# Padding and Stride

- As described above, one tricky issue when applying convolutional layers is that we tend to lose pixels on the perimeter of our image
- Since we typically use small kernels, for any given convolution, we might only lose a few pixels, but this can add up as we apply many successive convolutional layers. 
- One straightforward solution to this problem is to add extra pixels of filler around the boundary of our input image, thus increasing the effective size of the image. 
- Typically, we set the values of the extra pixels to zero

![conv-pad](./images/conv-pad.svg)

$$
\left(n_{h}-k_{h}+p_{h}+1\right) \times\left(n_{w}-k_{w}+p_{w}+1\right)
$$

- When computing the cross-correlation, we start with the convolution window at the upper-left corner of the input tensor, and then slide it over all locations both down and to the right. In previous examples, we default to sliding one element at a time. However, sometimes, either for computational efficiency or because we wish to downsample, we move our window more than one element at a time, skipping the intermediate locations.
- We refer to the number of rows and columns traversed per slide as the stride. So far, we have used strides of 1, both for height and width. Sometimes, we may want to use a larger stride. Figure below shows a two-dimensional cross-correlation operation with a stride of 3 vertically and 2 horizontally.
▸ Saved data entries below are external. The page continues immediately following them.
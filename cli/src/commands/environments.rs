//! `ebdeploy list-environments` — show the application's environments.

use anyhow::Result;

use crate::app::AppContext;
use crate::application::services::environments::list_environments;

/// Run `ebdeploy list-environments`.
///
/// # Errors
///
/// Returns an error if the config is invalid or the platform call fails.
pub async fn run(app: &AppContext) -> Result<()> {
    let session = app.session()?;
    let environments = list_environments(&session.aws, session.application()).await?;
    app.renderer().render_environments(&environments)
}
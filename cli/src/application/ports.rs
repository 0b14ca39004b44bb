//! Port trait definitions for the Application layer.
//!
//! Ports are the interfaces (contracts) that infrastructure must fulfill.
//! This file imports only from `crate::domain` and the shared types crate —
//! never from `crate::infra`, `crate::commands`, or `crate::output`.

use std::path::{Path, PathBuf};
use std::process::Output;

use anyhow::Result;
use ebdeploy_common::{
    ApplicationDescription, ApplicationVersion, EnvironmentDescription, OptionSetting,
    ValidationMessage,
};

use crate::domain::DeployConfig;
use crate::domain::archive::{ArchiveRules, SyntheticEntry};

// ── Value Types ───────────────────────────────────────────────────────────────

/// Filter for describe-environment calls.
#[derive(Debug, Clone, Copy)]
pub struct EnvironmentQuery<'a> {
    pub application: &'a str,
    /// Restrict the result to these names. `None` returns every environment.
    pub names: Option<&'a [String]>,
    /// Also return environments that were terminated recently.
    pub include_deleted: bool,
}

/// Parameters for creating an environment.
#[derive(Debug, Clone, Copy)]
pub struct CreateEnvironment<'a> {
    pub application: &'a str,
    pub environment: &'a str,
    pub version_label: Option<&'a str>,
    pub solution_stack: Option<&'a str>,
    pub cname_prefix: Option<&'a str>,
    pub description: Option<&'a str>,
    pub option_settings: &'a [OptionSetting],
}

/// Parameters for updating an environment. Absent fields are left untouched.
#[derive(Debug, Clone, Copy, Default)]
pub struct UpdateEnvironment<'a> {
    pub environment: &'a str,
    pub version_label: Option<&'a str>,
    pub description: Option<&'a str>,
    pub option_settings: &'a [OptionSetting],
}

/// Parameters for registering an application version.
#[derive(Debug, Clone, Copy)]
pub struct NewVersion<'a> {
    pub application: &'a str,
    pub version_label: &'a str,
    pub bucket: &'a str,
    pub key: &'a str,
}

/// A local file to be stored as an object.
#[derive(Debug, Clone, Copy)]
pub struct ObjectUpload<'a> {
    pub bucket: &'a str,
    pub key: &'a str,
    pub path: &'a Path,
    pub metadata: &'a [(String, String)],
}

/// What to put into an archive and where to write it.
#[derive(Debug)]
pub struct ArchiveRequest<'a> {
    pub root: &'a Path,
    pub output: &'a Path,
    pub rules: &'a ArchiveRules,
    pub entries: &'a [SyntheticEntry],
}

/// Result of a successful archive build.
#[derive(Debug, Clone, PartialEq, Eq)]
pub struct ArchiveSummary {
    pub path: PathBuf,
    /// Number of entries written, synthetic ones included.
    pub entries: usize,
    pub size: u64,
    /// Hex SHA-256 of the archive bytes.
    pub sha256: String,
}

// ── Platform Port Traits ──────────────────────────────────────────────────────

/// Application-level operations.
#[allow(async_fn_in_trait)]
pub trait ApplicationApi {
    /// Register a new application.
    async fn create_application(&self, name: &str, description: Option<&str>) -> Result<()>;
    /// Delete an application, terminating its environments.
    async fn delete_application(&self, name: &str) -> Result<()>;
    /// Describe the named applications; unknown names are simply absent.
    async fn describe_applications(&self, names: &[String]) -> Result<Vec<ApplicationDescription>>;
    /// List the solution stacks environments can be launched on.
    async fn list_available_solution_stacks(&self) -> Result<Vec<String>>;
}

/// Environment-level operations.
#[allow(async_fn_in_trait)]
pub trait EnvironmentApi {
    async fn create_environment(&self, request: &CreateEnvironment<'_>) -> Result<()>;
    async fn update_environment(&self, request: &UpdateEnvironment<'_>) -> Result<()>;
    async fn rebuild_environment(&self, environment: &str) -> Result<()>;
    /// Terminate an environment together with its resources.
    async fn terminate_environment(&self, environment: &str) -> Result<()>;
    async fn describe_environments(
        &self,
        query: &EnvironmentQuery<'_>,
    ) -> Result<Vec<EnvironmentDescription>>;
    /// Check option settings without applying them.
    async fn validate_configuration_settings(
        &self,
        application: &str,
        environment: &str,
        option_settings: &[OptionSetting],
    ) -> Result<Vec<ValidationMessage>>;
}

/// Application version operations.
#[allow(async_fn_in_trait)]
pub trait VersionApi {
    async fn create_application_version(&self, version: &NewVersion<'_>) -> Result<()>;
    async fn describe_application_versions(&self, application: &str)
    -> Result<Vec<ApplicationVersion>>;
    async fn delete_application_version(&self, application: &str, version_label: &str)
    -> Result<()>;
}

/// Composite trait — any type implementing all three sub-traits is a `PlatformApi`.
pub trait PlatformApi: ApplicationApi + EnvironmentApi + VersionApi {}

/// Blanket implementation: any type implementing all three sub-traits is a `PlatformApi`.
impl<T> PlatformApi for T where T: ApplicationApi + EnvironmentApi + VersionApi {}

// ── Storage Port ──────────────────────────────────────────────────────────────

/// Object storage operations.
#[allow(async_fn_in_trait)]
pub trait ObjectStore {
    /// Region the bucket lives in, or `None` if the bucket does not exist.
    async fn bucket_region(&self, bucket: &str) -> Result<Option<String>>;
    /// Create a bucket in an explicit region.
    async fn create_bucket(&self, bucket: &str, region: &str) -> Result<()>;
    /// Stream a file into an object. `progress` receives `(sent, total)`
    /// a bounded number of times.
    async fn put_object(&self, upload: &ObjectUpload<'_>, progress: &dyn Fn(u64, u64))
    -> Result<()>;
}

// ── Archive Port ──────────────────────────────────────────────────────────────

/// Builds the source bundle on the local filesystem.
pub trait ArchiveBuilder {
    /// Write the archive described by `request`.
    ///
    /// On error the output file must be treated as invalid.
    fn build(
        &self,
        request: &ArchiveRequest<'_>,
        reporter: &dyn ProgressReporter,
    ) -> Result<ArchiveSummary>;
}

// ── Config Port ───────────────────────────────────────────────────────────────

/// Abstracts loading of the deployment config file.
pub trait ConfigStore {
    /// Load and parse the config file.
    fn load(&self) -> Result<DeployConfig>;
    /// Location of the config file.
    fn path(&self) -> &Path;
}

// ── Command Runner Port ───────────────────────────────────────────────────────

/// Abstracts process execution so infrastructure can be swapped or mocked.
#[allow(async_fn_in_trait)]
pub trait CommandRunner {
    /// Run a program and capture its output.
    ///
    /// Implementations should delegate to `run_with_timeout` using the
    /// instance's configured default timeout.
    async fn run(&self, program: &str, args: &[&str]) -> Result<Output>;
    /// Run a program with a custom timeout override.
    ///
    /// # Errors
    ///
    /// Returns an error if the process cannot be spawned or exceeds `timeout`.
    /// On timeout, the child process must be killed (not left orphaned).
    async fn run_with_timeout(
        &self,
        program: &str,
        args: &[&str],
        timeout: std::time::Duration,
    ) -> Result<Output>;
    /// Spawn a program with piped stdin, stdout, and stderr.
    ///
    /// # Errors
    ///
    /// Returns an error if the process cannot be spawned.
    fn spawn(&self, program: &str, args: &[&str]) -> Result<tokio::process::Child>;
}

// ── Progress Reporting Port ───────────────────────────────────────────────────

/// Abstracts progress reporting so services can emit events without
/// depending on the Presentation layer. Sync trait — no async needed.
pub trait ProgressReporter {
    /// Emit an in-progress step message.
    fn step(&self, message: &str);
    /// Emit a success message.
    fn success(&self, message: &str);
    /// Emit a warning message.
    fn warn(&self, message: &str);
    /// Report bytes transferred so far out of `total`.
    fn transfer(&self, sent: u64, total: u64);
}
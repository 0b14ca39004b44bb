//! Human-readable terminal renderer.

use ebdeploy_common::EnvironmentDescription;
use owo_colors::OwoColorize as _;

use crate::application::services::deploy::DeployOutcome;
use crate::application::services::environments::InitOutcome;
use crate::output::OutputContext;

/// Renders domain types as human-readable terminal output using `OutputContext`.
pub struct HumanRenderer<'a> {
    ctx: &'a OutputContext,
}

impl<'a> HumanRenderer<'a> {
    /// Create a new `HumanRenderer` wrapping the given output context.
    #[must_use]
    pub fn new(ctx: &'a OutputContext) -> Self {
        Self { ctx }
    }

    /// Render the CLI version information.
    pub fn render_version(&self, version: &str) {
        if !self.ctx.quiet {
            println!("ebdeploy {version}");
        }
    }

    /// Render environments as an aligned table.
    pub fn render_environments(&self, environments: &[EnvironmentDescription]) {
        if environments.is_empty() {
            self.ctx.info("No environments found. Create them with: ebdeploy init");
            return;
        }
        let width = environments
            .iter()
            .map(|e| e.environment_name.len())
            .max()
            .unwrap_or(0)
            .max("NAME".len());
        println!(
            "  {}",
            format!(
                "{:<width$}  {:<11}  {:<7}  {:<24}  CNAME",
                "NAME", "STATUS", "HEALTH", "VERSION"
            )
            .style(self.ctx.styles.bold)
        );
        for env in environments {
            println!("  {}", environment_row(env, width, self.ctx));
        }
    }

    /// Render available solution stacks, one per line.
    pub fn render_stacks(&self, stacks: &[String]) {
        for stack in stacks {
            println!("{stack}");
        }
    }

    /// Render the result of a deploy.
    pub fn render_deploy(&self, outcome: &DeployOutcome) {
        if !self.ctx.quiet {
            println!();
        }
        self.ctx.success(&format!("Deployed {}", outcome.version_label));
        self.ctx.kv("Object:", &outcome.object_key);
        self.ctx.kv("SHA-256:", &outcome.archive.sha256);
        if !outcome.created.is_empty() {
            self.ctx.kv("Created:", &outcome.created.join(", "));
        }
        if !outcome.updated.is_empty() {
            self.ctx.kv("Updated:", &outcome.updated.join(", "));
        }
        if !outcome.deleted_versions.is_empty() {
            self.ctx.kv(
                "Cleaned up:",
                &format!("{} old version(s)", outcome.deleted_versions.len()),
            );
        }
        if !outcome.waited {
            self.ctx
                .info("Not waiting for environments. Check progress with: ebdeploy environments");
        }
    }

    /// Render the result of `init`.
    pub fn render_init(&self, application: &str, outcome: &InitOutcome) {
        if !self.ctx.quiet {
            println!();
        }
        self.ctx.header(application);
        if outcome.application_created {
            self.ctx.success(&format!("Application {application} created"));
        }
        for name in &outcome.created {
            self.ctx.success(&format!("Environment {name} created"));
        }
        for name in &outcome.existing {
            self.ctx.info(&format!("Environment {name} already existed"));
        }
    }

    /// Render a one-line summary followed by the affected names.
    pub fn render_names(&self, summary: &str, names: &[String]) {
        if names.is_empty() {
            self.ctx.info(&format!("{summary}: none"));
        } else {
            self.ctx.success(&format!("{summary}: {}", names.join(", ")));
        }
    }
}

fn environment_row(env: &EnvironmentDescription, width: usize, ctx: &OutputContext) -> String {
    let health = format!("{:<7}", env.health.as_str());
    format!(
        "{:<width$}  {:<11}  {}  {:<24}  {}",
        env.environment_name,
        env.status.as_str(),
        health.style(ctx.styles.health(env.health)),
        env.version_label.as_deref().unwrap_or("-"),
        env.cname.as_deref().unwrap_or("-"),
    )
}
![conv-stride](./images/conv-stride.svg)

$$
\left\lfloor\left(n_{h}-k_{h}+p_{h}+s_{h}\right) / s_{h}\right\rfloor \times\left\lfloor\left(n_{w}-k_{w}+p_{w}+s_{w}\right) / s_{w}\right\rfloor
$$


In [1]:
import torch
from torch import nn


# We define a convenience function to calculate the convolutional layer. This
# function initializes the convolutional layer weights and performs
# corresponding dimensionality elevations and reductions on the input and
# output
def comp_conv2d(conv2d, X):
    # Here (1, 1) indicates that the batch size and the number of channels
    # are both 1
    X = X.reshape((1, 1) + X.shape)
    Y = conv2d(X)
    # Exclude the first two dimensions that do not interest us: examples and
    # channels
    return Y.reshape(Y.shape[2:])
# Note that here 1 row or column is padded on either side, so a total of 2
# rows or columns are added
conv2d = nn.Conv2d(1, 1, kernel_size=3, padding=1)
X = torch.rand(size=(8, 8))
comp_conv2d(conv2d, X).shape

torch.Size([8, 8])

In [2]:
# Here, we use a convolution kernel with a height of 5 and a width of 3. The
# padding numbers on either side of the height and width are 2 and 1,
# respectively
conv2d = nn.Conv2d(1, 1, kernel_size=(5, 3), padding=(2, 1))
comp_conv2d(conv2d, X).shape

torch.Size([8, 8])

In [3]:
conv2d = nn.Conv2d(1, 1, kernel_size=3, padding=1, stride=2)
comp_conv2d(conv2d, X).shape

torch.Size([4, 4])

In [4]:
conv2d = nn.Conv2d(1, 1, kernel_size=(3, 5), padding=(0, 1), stride=(3, 4))
comp_conv2d(conv2d, X).shape

torch.Size([2, 2])